Your answer should be the lines from the start of the records through the line with "pub struct StoreStats", copied word for word.

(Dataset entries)
#####

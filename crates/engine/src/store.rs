//! The in-memory store.
//!
//! `Store` owns every record value and both visit indexes. Callers get
//! copies out and hand full records or patches in; nobody outside holds a
//! reference into a table.
//!
//! # Write paths
//!
//! - `create_*`: raw insert under a caller-assigned id. Fails with
//!   `Conflict` if the id is taken. Used by the bulk loader and by the
//!   validated `new_*` paths.
//! - `new_*`: decode a creation patch, validate, then `create_*`.
//! - `update_*`: merge a patch into the current record, validate, then swap
//!   the whole record in.
//!
//! # Visit indexes
//!
//! A visit write that may change a foreign key holds the write guard of the
//! affected index while it swaps the record and moves the bucket entry, so a
//! reader holding that index's read guard sees either the old record in the
//! old bucket or the new record in the new bucket. Mark and date updates
//! don't touch the indexes and only take the visit shard lock.

use std::sync::atomic::{AtomicI64, Ordering};

use chrono::Utc;
use parking_lot::Mutex;
use roamdb_core::{
    Account, AccountId, AccountPatch, EntityKind, Place, PlaceId, PlacePatch, RoamError,
    RoamResult, Timestamp, Visit, VisitId, VisitPatch,
};
use roamdb_storage::{BucketIndex, EmailIndex, Table};
use serde::Serialize;

use crate::validate;

/// Sizing hints and the age reference instant.
#[derive(Debug, Clone, Default)]
pub struct StoreOptions {
    /// Expected number of accounts
    pub accounts: usize,
    /// Expected number of places
    pub places: usize,
    /// Expected number of visits
    pub visits: usize,
    /// Instant ages are computed against; defaults to now
    pub reference_time: Option<Timestamp>,
}

/// Record counts, logged after a bulk load.
#[derive(Debug, Clone, Copy, PartialEq, Eq, Serialize)]
pub struct StoreStats {
    /// Accounts stored
    pub accounts: usize,
    /// Places stored
    pub places: usize,
    /// Visits stored
    pub visits: usize,
    /// Distinct accounts with at least one visit
    pub visited_accounts: usize,
    /// Distinct places with at least one visit
    pub visited_places: usize,
}

/// Accounts, places, visits and the indexes over them.
pub struct Store {
    pub(crate) accounts: Table<Account>,
    pub(crate) places: Table<Place>,
    pub(crate) visits: Table<Visit>,
    emails: EmailIndex,
    /// Serializes account commits so a record's email and its ownership
    /// entry change together.
    account_commits: Mutex<()>,
    pub(crate) by_account: BucketIndex,
    pub(crate) by_place: BucketIndex,
    reference_time: AtomicI64,
}

fn rejected(entity: EntityKind, id: u32, err: RoamError) -> RoamError {
    tracing::debug!(target: "roamdb::store", entity = %entity, id, error = %err, "write rejected");
    err
}

impl Store {
    /// Create an empty store whose reference instant is now.
    pub fn new() -> Self {
        Self::with_options(StoreOptions::default())
    }

    /// Create an empty store.
    pub fn with_options(options: StoreOptions) -> Self {
        let reference = options
            .reference_time
            .unwrap_or_else(|| Utc::now().timestamp());
        Self {
            accounts: Table::with_capacity(options.accounts),
            places: Table::with_capacity(options.places),
            visits: Table::with_capacity(options.visits),
            emails: EmailIndex::with_capacity(options.accounts),
            account_commits: Mutex::new(()),
            by_account: BucketIndex::with_capacity(options.accounts),
            by_place: BucketIndex::with_capacity(options.places),
            reference_time: AtomicI64::new(reference),
        }
    }

    /// Instant ages are computed against.
    pub fn reference_time(&self) -> Timestamp {
        self.reference_time.load(Ordering::Acquire)
    }

    /// Change the age reference instant.
    pub fn set_reference_time(&self, reference: Timestamp) {
        self.reference_time.store(reference, Ordering::Release);
    }

    /// Current record counts.
    pub fn stats(&self) -> StoreStats {
        StoreStats {
            accounts: self.accounts.len(),
            places: self.places.len(),
            visits: self.visits.len(),
            visited_accounts: self.by_account.key_count(),
            visited_places: self.by_place.key_count(),
        }
    }

    // =========================================================================
    // Lookups
    // =========================================================================

    /// Fetch an account.
    pub fn account(&self, id: AccountId) -> RoamResult<Account> {
        self.accounts
            .get(id)
            .ok_or_else(|| RoamError::not_found(EntityKind::Account, id))
    }

    /// Fetch a place.
    pub fn place(&self, id: PlaceId) -> RoamResult<Place> {
        self.places
            .get(id)
            .ok_or_else(|| RoamError::not_found(EntityKind::Place, id))
    }

    /// Fetch a visit.
    pub fn visit(&self, id: VisitId) -> RoamResult<Visit> {
        self.visits
            .get(id)
            .ok_or_else(|| RoamError::not_found(EntityKind::Visit, id))
    }

    /// Check if an account exists.
    pub fn contains_account(&self, id: AccountId) -> bool {
        self.accounts.contains(id)
    }

    /// Check if a place exists.
    pub fn contains_place(&self, id: PlaceId) -> bool {
        self.places.contains(id)
    }

    /// Check if a visit exists.
    pub fn contains_visit(&self, id: VisitId) -> bool {
        self.visits.contains(id)
    }

    /// Account that owns `email`.
    pub fn email_owner(&self, email: &str) -> Option<AccountId> {
        self.emails.owner(email)
    }

    /// Ids of the visits currently filed under `account`.
    pub fn visits_of_account(&self, account: AccountId) -> Vec<VisitId> {
        self.by_account.members(account)
    }

    /// Ids of the visits currently filed under `place`.
    pub fn visits_of_place(&self, place: PlaceId) -> Vec<VisitId> {
        self.by_place.members(place)
    }

    // =========================================================================
    // Accounts
    // =========================================================================

    /// Store a new account under its own id and claim its email.
    ///
    /// Doesn't run field validation; see [`Store::new_account`].
    pub fn create_account(&self, account: Account) -> RoamResult<()> {
        let id = account.id;
        let _commit = self.account_commits.lock();
        if self.accounts.contains(id) {
            return Err(RoamError::Conflict {
                entity: EntityKind::Account,
                id,
            });
        }
        if let Err(owner) = self.emails.claim(&account.email, id) {
            return Err(RoamError::invalid(
                EntityKind::Account,
                format!("`email` already belongs to account {}", owner),
            ));
        }
        self.accounts.insert_new(id, account);
        Ok(())
    }

    /// Validate and store a new account decoded from a creation body.
    pub fn new_account(&self, patch: AccountPatch) -> RoamResult<()> {
        let account = patch.into_account()?;
        let id = account.id;
        validate::account(self, &account, id)
            .and_then(|_| self.create_account(account))
            .map_err(|e| rejected(EntityKind::Account, id, e))
    }

    /// Merge `patch` into account `id`.
    pub fn update_account(&self, id: AccountId, patch: &AccountPatch) -> RoamResult<()> {
        let current = self.account(id)?;
        if patch.carries_id() {
            return Err(rejected(
                EntityKind::Account,
                id,
                RoamError::invalid(EntityKind::Account, "`id` cannot be changed"),
            ));
        }
        let candidate = patch.merge(&current);
        validate::account(self, &candidate, id)
            .and_then(|_| self.commit_account(candidate))
            .map_err(|e| rejected(EntityKind::Account, id, e))
    }

    /// Swap in a validated account, moving its email claim if it changed.
    ///
    /// Ownership is compared against the record stored at commit time, not
    /// the snapshot the candidate was merged from.
    fn commit_account(&self, candidate: Account) -> RoamResult<()> {
        let id = candidate.id;
        let _commit = self.account_commits.lock();
        let stored_email = self
            .accounts
            .read(id, |stored| stored.email.clone())
            .ok_or_else(|| RoamError::not_found(EntityKind::Account, id))?;

        if stored_email == candidate.email {
            self.accounts.replace(id, candidate);
            return Ok(());
        }

        if let Err(owner) = self.emails.claim(&candidate.email, id) {
            return Err(RoamError::invalid(
                EntityKind::Account,
                format!("`email` already belongs to account {}", owner),
            ));
        }
        self.accounts.replace(id, candidate);
        self.emails.release(&stored_email, id);
        Ok(())
    }

    // =========================================================================
    // Places
    // =========================================================================

    /// Store a new place under its own id.
    pub fn create_place(&self, place: Place) -> RoamResult<()> {
        let id = place.id;
        if !self.places.insert_new(id, place) {
            return Err(RoamError::Conflict {
                entity: EntityKind::Place,
                id,
            });
        }
        Ok(())
    }

    /// Validate and store a new place decoded from a creation body.
    pub fn new_place(&self, patch: PlacePatch) -> RoamResult<()> {
        let place = patch.into_place()?;
        let id = place.id;
        validate::place(&place)
            .and_then(|_| self.create_place(place))
            .map_err(|e| rejected(EntityKind::Place, id, e))
    }

    /// Merge `patch` into place `id`.
    pub fn update_place(&self, id: PlaceId, patch: &PlacePatch) -> RoamResult<()> {
        let current = self.place(id)?;
        if patch.carries_id() {
            return Err(rejected(
                EntityKind::Place,
                id,
                RoamError::invalid(EntityKind::Place, "`id` cannot be changed"),
            ));
        }
        let candidate = patch.merge(&current);
        validate::place(&candidate).map_err(|e| rejected(EntityKind::Place, id, e))?;
        self.places
            .replace(id, candidate)
            .map(|_| ())
            .ok_or_else(|| RoamError::not_found(EntityKind::Place, id))
    }

    // =========================================================================
    // Visits
    // =========================================================================

    /// Store a new visit and file it under its account and place.
    ///
    /// Doesn't check the references; see [`Store::new_visit`].
    pub fn create_visit(&self, visit: Visit) -> RoamResult<()> {
        let (id, account, place) = (visit.id, visit.account_id, visit.place_id);
        let mut by_account = self.by_account.write();
        let mut by_place = self.by_place.write();
        if !self.visits.insert_new(id, visit) {
            return Err(RoamError::Conflict {
                entity: EntityKind::Visit,
                id,
            });
        }
        by_account.insert(account, id);
        by_place.insert(place, id);
        Ok(())
    }

    /// Store a batch of visits, taking each index lock once.
    ///
    /// Visits whose id is already taken are skipped. Returns how many were
    /// stored.
    pub fn create_visits(&self, batch: Vec<Visit>) -> usize {
        let mut by_account = self.by_account.write();
        let mut by_place = self.by_place.write();
        let mut stored = 0;
        for visit in batch {
            let (id, account, place) = (visit.id, visit.account_id, visit.place_id);
            if self.visits.insert_new(id, visit) {
                by_account.insert(account, id);
                by_place.insert(place, id);
                stored += 1;
            }
        }
        stored
    }

    /// Validate and store a new visit decoded from a creation body.
    pub fn new_visit(&self, patch: VisitPatch) -> RoamResult<()> {
        let visit = patch.into_visit()?;
        let id = visit.id;
        validate::visit(self, &visit)
            .and_then(|_| self.create_visit(visit))
            .map_err(|e| rejected(EntityKind::Visit, id, e))
    }

    /// Apply `patch` to visit `id`, refiling it if a reference changes.
    pub fn update_visit(&self, id: VisitId, patch: &VisitPatch) -> RoamResult<()> {
        if !self.visits.contains(id) {
            return Err(RoamError::not_found(EntityKind::Visit, id));
        }
        if patch.carries_id() {
            return Err(rejected(
                EntityKind::Visit,
                id,
                RoamError::invalid(EntityKind::Visit, "`id` cannot be changed"),
            ));
        }
        validate::visit_patch(self, patch).map_err(|e| rejected(EntityKind::Visit, id, e))?;

        let not_found = || RoamError::not_found(EntityKind::Visit, id);
        if !patch.touches_references() {
            return self
                .visits
                .modify(id, |current| patch.apply(current))
                .map(|_| ())
                .ok_or_else(not_found);
        }

        let mut by_account = patch.new_account().map(|_| self.by_account.write());
        let mut by_place = patch.new_place().map(|_| self.by_place.write());
        let (previous, current) = self
            .visits
            .modify(id, |current| patch.apply(current))
            .ok_or_else(not_found)?;
        if let Some(index) = by_account.as_mut() {
            index.move_member(id, previous.account_id, current.account_id);
        }
        if let Some(index) = by_place.as_mut() {
            index.move_member(id, previous.place_id, current.place_id);
        }
        Ok(())
    }
}

impl Default for Store {
    fn default() -> Self {
        Self::new()
    }
}

impl std::fmt::Debug for Store {
    fn fmt(&self, f: &mut std::fmt::Formatter<'_>) -> std::fmt::Result {
        f.debug_struct("Store")
            .field("stats", &self.stats())
            .field("reference_time", &self.reference_time())
            .finish()
    }
}
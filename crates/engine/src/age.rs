//! Whole-year age computation.

use chrono::{DateTime, Datelike, Timelike, Utc};
use roamdb_core::Timestamp;

/// Completed calendar years between `birth` and `reference`.
///
/// Calendar-year difference, minus one when the birthday has not come round
/// yet in the reference year. Births after the reference give negative ages.
/// `None` when either instant lies outside the representable calendar.
pub fn age_at(birth: Timestamp, reference: Timestamp) -> Option<i32> {
    let birth = DateTime::<Utc>::from_timestamp(birth, 0)?;
    let reference = DateTime::<Utc>::from_timestamp(reference, 0)?;

    let mut years = reference.year() - birth.year();
    let birthday = (birth.month(), birth.day(), birth.num_seconds_from_midnight());
    let today = (
        reference.month(),
        reference.day(),
        reference.num_seconds_from_midnight(),
    );
    if today < birthday {
        years -= 1;
    }
    Some(years)
}
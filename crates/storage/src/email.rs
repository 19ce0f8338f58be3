//! email -> owning account
//!
//! Uniqueness is enforced at claim time through the DashMap entry API, so
//! two concurrent writers can never both own the same address even if both
//! passed validation against an older view.

use std::hash::BuildHasherDefault;

use dashmap::mapref::entry::Entry;
use dashmap::DashMap;
use roamdb_core::AccountId;
use rustc_hash::FxHasher;

/// Global email ownership map.
#[derive(Debug, Default)]
pub struct EmailIndex {
    owners: DashMap<String, AccountId, BuildHasherDefault<FxHasher>>,
}

impl EmailIndex {
    /// Create an empty index.
    pub fn new() -> Self {
        Self::default()
    }

    /// Create an index with room for `capacity` addresses.
    pub fn with_capacity(capacity: usize) -> Self {
        Self {
            owners: DashMap::with_capacity_and_hasher(capacity, Default::default()),
        }
    }

    /// Account currently owning `email`.
    pub fn owner(&self, email: &str) -> Option<AccountId> {
        self.owners.get(email).map(|owner| *owner)
    }

    /// Take `email` for `account`.
    ///
    /// Succeeds if the address is free or already owned by `account`;
    /// otherwise returns the current owner.
    pub fn claim(&self, email: &str, account: AccountId) -> Result<(), AccountId> {
        match self.owners.entry(email.to_string()) {
            Entry::Occupied(slot) if *slot.get() != account => Err(*slot.get()),
            Entry::Occupied(_) => Ok(()),
            Entry::Vacant(slot) => {
                slot.insert(account);
                Ok(())
            }
        }
    }

    /// Give up `email` if `account` owns it.
    pub fn release(&self, email: &str, account: AccountId) {
        self.owners.remove_if(email, |_, owner| *owner == account);
    }

    /// Number of claimed addresses.
    pub fn len(&self) -> usize {
        self.owners.len()
    }

    /// Check if no address is claimed.
    pub fn is_empty(&self) -> bool {
        self.owners.is_empty()
    }
}
//! Error type shared by all roamdb crates.
//!
//! Every failure a store operation can produce maps onto one of three
//! kinds the gateway cares about: malformed input, a validation failure,
//! or an unknown id.

use std::fmt;

use thiserror::Error;

/// Which table an error refers to.
#[derive(Debug, Clone, Copy, PartialEq, Eq, Hash)]
pub enum EntityKind {
    /// Account table
    Account,
    /// Place table
    Place,
    /// Visit table
    Visit,
}

impl EntityKind {
    /// Lowercase name used in messages and log fields.
    pub fn as_str(&self) -> &'static str {
        match self {
            EntityKind::Account => "account",
            EntityKind::Place => "place",
            EntityKind::Visit => "visit",
        }
    }
}

impl fmt::Display for EntityKind {
    fn fmt(&self, f: &mut fmt::Formatter<'_>) -> fmt::Result {
        f.write_str(self.as_str())
    }
}

/// Errors produced by store, validation and query operations.
#[derive(Debug, Error, Clone, PartialEq, Eq)]
pub enum RoamError {
    /// No record with this id exists
    #[error("{entity} {id} not found")]
    NotFound {
        /// Table that was searched
        entity: EntityKind,
        /// Requested id
        id: u32,
    },

    /// Creation with an id that is already taken
    #[error("{entity} {id} already exists")]
    Conflict {
        /// Table that already holds the id
        entity: EntityKind,
        /// Duplicate id
        id: u32,
    },

    /// Well-formed input that violates a field rule or reference
    #[error("invalid {entity}: {reason}")]
    Invalid {
        /// Table the candidate record belongs to
        entity: EntityKind,
        /// Which rule failed
        reason: String,
    },

    /// Input that could not be decoded at all
    #[error("malformed input: {reason}")]
    Malformed {
        /// What was wrong with the input
        reason: String,
    },
}

/// Coarse classification of a [`RoamError`].
#[derive(Debug, Clone, Copy, PartialEq, Eq)]
pub enum ErrorKind {
    /// Unparsable body, bad filter value
    MalformedInput,
    /// Field rule, foreign key, uniqueness or duplicate id
    ValidationFailure,
    /// Unknown id
    NotFound,
}

impl RoamError {
    /// Build a [`RoamError::Invalid`].
    pub fn invalid(entity: EntityKind, reason: impl Into<String>) -> Self {
        RoamError::Invalid {
            entity,
            reason: reason.into(),
        }
    }

    /// Build a [`RoamError::Malformed`].
    pub fn malformed(reason: impl Into<String>) -> Self {
        RoamError::Malformed {
            reason: reason.into(),
        }
    }

    /// Build a [`RoamError::NotFound`].
    pub fn not_found(entity: EntityKind, id: u32) -> Self {
        RoamError::NotFound { entity, id }
    }

    /// Classify this error.
    ///
    /// A duplicate id on creation is reported to clients the same way as
    /// any other rejected write, so `Conflict` is a validation failure.
    pub fn kind(&self) -> ErrorKind {
        match self {
            RoamError::NotFound { .. } => ErrorKind::NotFound,
            RoamError::Conflict { .. } | RoamError::Invalid { .. } => {
                ErrorKind::ValidationFailure
            }
            RoamError::Malformed { .. } => ErrorKind::MalformedInput,
        }
    }
}

/// Result alias used throughout roamdb.
pub type RoamResult<T> = Result<T, RoamError>;
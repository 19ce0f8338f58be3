//! Partial records decoded from request bodies.
//!
//! A patch carries only the fields a client sent. When merged into a stored
//! record, a field holding its zero-equivalent (absent, `""` or `0`) keeps
//! the stored value. The one exception is `mark`: a present mark of `0` is a
//! real rating and replaces the stored one.
//!
//! The same patch types decode creation bodies; [`AccountPatch::into_account`]
//! and friends insist on every field being present.

use serde::Deserialize;

use crate::error::{RoamError, RoamResult};
use crate::types::{Account, AccountId, Place, PlaceId, Timestamp, Visit, VisitId};

fn merged_str(update: &Option<String>, current: &str) -> String {
    match update {
        Some(value) if !value.is_empty() => value.clone(),
        _ => current.to_string(),
    }
}

fn merged_int<T: Copy + Default + PartialEq>(update: Option<T>, current: T) -> T {
    match update {
        Some(value) if value != T::default() => value,
        _ => current,
    }
}

fn required<T>(value: Option<T>, field: &str) -> RoamResult<T> {
    value.ok_or_else(|| RoamError::malformed(format!("missing field `{}`", field)))
}

fn required_id(id: Option<u32>) -> RoamResult<u32> {
    match id {
        Some(id) if id != 0 => Ok(id),
        _ => Err(RoamError::malformed("a positive `id` is required on creation")),
    }
}

/// Account fields sent by a client.
#[derive(Debug, Clone, Default, PartialEq, Eq, Deserialize)]
pub struct AccountPatch {
    /// Only meaningful on creation
    pub id: Option<AccountId>,
    /// New email
    pub email: Option<String>,
    /// New given name
    pub first_name: Option<String>,
    /// New family name
    pub last_name: Option<String>,
    /// New gender
    pub gender: Option<String>,
    /// New birth date
    pub birth_date: Option<Timestamp>,
}

impl AccountPatch {
    /// Whether the body names an id. Updates must not.
    pub fn carries_id(&self) -> bool {
        matches!(self.id, Some(id) if id != 0)
    }

    /// Overlay this patch on `current`, keeping stored values for
    /// zero-equivalent fields. The id never changes.
    pub fn merge(&self, current: &Account) -> Account {
        Account {
            id: current.id,
            email: merged_str(&self.email, &current.email),
            first_name: merged_str(&self.first_name, &current.first_name),
            last_name: merged_str(&self.last_name, &current.last_name),
            gender: merged_str(&self.gender, &current.gender),
            birth_date: merged_int(self.birth_date, current.birth_date),
        }
    }

    /// Turn a creation body into a full record.
    pub fn into_account(self) -> RoamResult<Account> {
        Ok(Account {
            id: required_id(self.id)?,
            email: required(self.email, "email")?,
            first_name: required(self.first_name, "first_name")?,
            last_name: required(self.last_name, "last_name")?,
            gender: required(self.gender, "gender")?,
            birth_date: required(self.birth_date, "birth_date")?,
        })
    }
}

/// Place fields sent by a client.
#[derive(Debug, Clone, Default, PartialEq, Eq, Deserialize)]
pub struct PlacePatch {
    /// Only meaningful on creation
    pub id: Option<PlaceId>,
    /// New distance
    pub distance: Option<i32>,
    /// New city
    pub city: Option<String>,
    /// New name
    #[serde(alias = "place")]
    pub place_name: Option<String>,
    /// New country
    pub country: Option<String>,
}

impl PlacePatch {
    /// Whether the body names an id. Updates must not.
    pub fn carries_id(&self) -> bool {
        matches!(self.id, Some(id) if id != 0)
    }

    /// Overlay this patch on `current`.
    pub fn merge(&self, current: &Place) -> Place {
        Place {
            id: current.id,
            distance: merged_int(self.distance, current.distance),
            city: merged_str(&self.city, &current.city),
            place_name: merged_str(&self.place_name, &current.place_name),
            country: merged_str(&self.country, &current.country),
        }
    }

    /// Turn a creation body into a full record.
    pub fn into_place(self) -> RoamResult<Place> {
        Ok(Place {
            id: required_id(self.id)?,
            distance: required(self.distance, "distance")?,
            city: required(self.city, "city")?,
            place_name: required(self.place_name, "place_name")?,
            country: required(self.country, "country")?,
        })
    }
}

/// Visit fields sent by a client.
#[derive(Debug, Clone, Default, PartialEq, Eq, Deserialize)]
pub struct VisitPatch {
    /// Only meaningful on creation
    pub id: Option<VisitId>,
    /// New visiting account
    #[serde(alias = "user")]
    pub account_id: Option<AccountId>,
    /// New visited place
    #[serde(alias = "location")]
    pub place_id: Option<PlaceId>,
    /// New visit instant
    pub visited_at: Option<Timestamp>,
    /// New rating; `0` is a valid rating
    pub mark: Option<i32>,
}

impl VisitPatch {
    /// Whether the body names an id. Updates must not.
    pub fn carries_id(&self) -> bool {
        matches!(self.id, Some(id) if id != 0)
    }

    /// Account the patch moves the visit to, if any.
    pub fn new_account(&self) -> Option<AccountId> {
        self.account_id.filter(|id| *id != 0)
    }

    /// Place the patch moves the visit to, if any.
    pub fn new_place(&self) -> Option<PlaceId> {
        self.place_id.filter(|id| *id != 0)
    }

    /// Whether applying the patch may change a foreign key.
    pub fn touches_references(&self) -> bool {
        self.new_account().is_some() || self.new_place().is_some()
    }

    /// Overlay this patch on `current`.
    pub fn apply(&self, current: &Visit) -> Visit {
        Visit {
            id: current.id,
            account_id: merged_int(self.account_id, current.account_id),
            place_id: merged_int(self.place_id, current.place_id),
            visited_at: merged_int(self.visited_at, current.visited_at),
            mark: self.mark.unwrap_or(current.mark),
        }
    }

    /// Turn a creation body into a full record.
    pub fn into_visit(self) -> RoamResult<Visit> {
        Ok(Visit {
            id: required_id(self.id)?,
            account_id: required(self.account_id, "account_id")?,
            place_id: required(self.place_id, "place_id")?,
            visited_at: required(self.visited_at, "visited_at")?,
            mark: required(self.mark, "mark")?,
        })
    }
}
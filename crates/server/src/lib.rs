//! HTTP gateway, configuration and bulk loader for roamdb.
//!
//! The binary in `main.rs` wires these together: resolve a [`ServerConfig`],
//! open the startup [`Archive`], build the [`Store`](roamdb_engine::Store),
//! load the archive in the background and serve [`router`].

#![warn(missing_docs)]
#![warn(clippy::all)]

pub mod codec;
pub mod config;
pub mod error;
pub mod loader;
pub mod routes;

pub use config::{Cli, ConfigError, ServerConfig};
pub use error::{ApiError, ApiResult};
pub use loader::{load, load_in_background, Archive, LoadError, LoadReport};
pub use routes::{router, AppState, Collection};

#####

Finished task:
filename crates/engine/src/store.rs
//! The in-memory store.
//!
//! `Store` owns every record value and both visit indexes. Callers get
//! copies out and hand full records or patches in; nobody outside holds a
//! reference into a table.
//!
//! # Write paths
//!
//! - `create_*`: raw insert under a caller-assigned id. Fails with
//!   `Conflict` if the id is taken. Used by the bulk loader and by the
//!   validated `new_*` paths.
//! - `new_*`: decode a creation patch, validate, then `create_*`.
//! - `update_*`: merge a patch into the current record, validate, then swap
//!   the whole record in.
//!
//! # Visit indexes
//!
//! A visit write that may change a foreign key holds the write guard of the
//! affected index while it swaps the record and moves the bucket entry, so a
//! reader holding that index's read guard sees either the old record in the
//! old bucket or the new record in the new bucket. Mark and date updates
//! don't touch the indexes and only take the visit shard lock.

use std::sync::atomic::{AtomicI64, Ordering};

use chrono::Utc;
use parking_lot::Mutex;
use roamdb_core::{
    Account, AccountId, AccountPatch, EntityKind, Place, PlaceId, PlacePatch, RoamError,
    RoamResult, Timestamp, Visit, VisitId, VisitPatch,
};
use roamdb_storage::{BucketIndex, EmailIndex, Table};
use serde::Serialize;

use crate::validate;

/// Sizing hints and the age reference instant.
#[derive(Debug, Clone, Default)]
pub struct StoreOptions {
    /// Expected number of accounts
    pub accounts: usize,
    /// Expected number of places
    pub places: usize,
    /// Expected number of visits
    pub visits: usize,
    /// Instant ages are computed against; defaults to now
    pub reference_time: Option<Timestamp>,
}

/// Record counts, logged after a bulk load.
#[derive(Debug, Clone, Copy, PartialEq, Eq, Serialize)]
pub struct StoreStats {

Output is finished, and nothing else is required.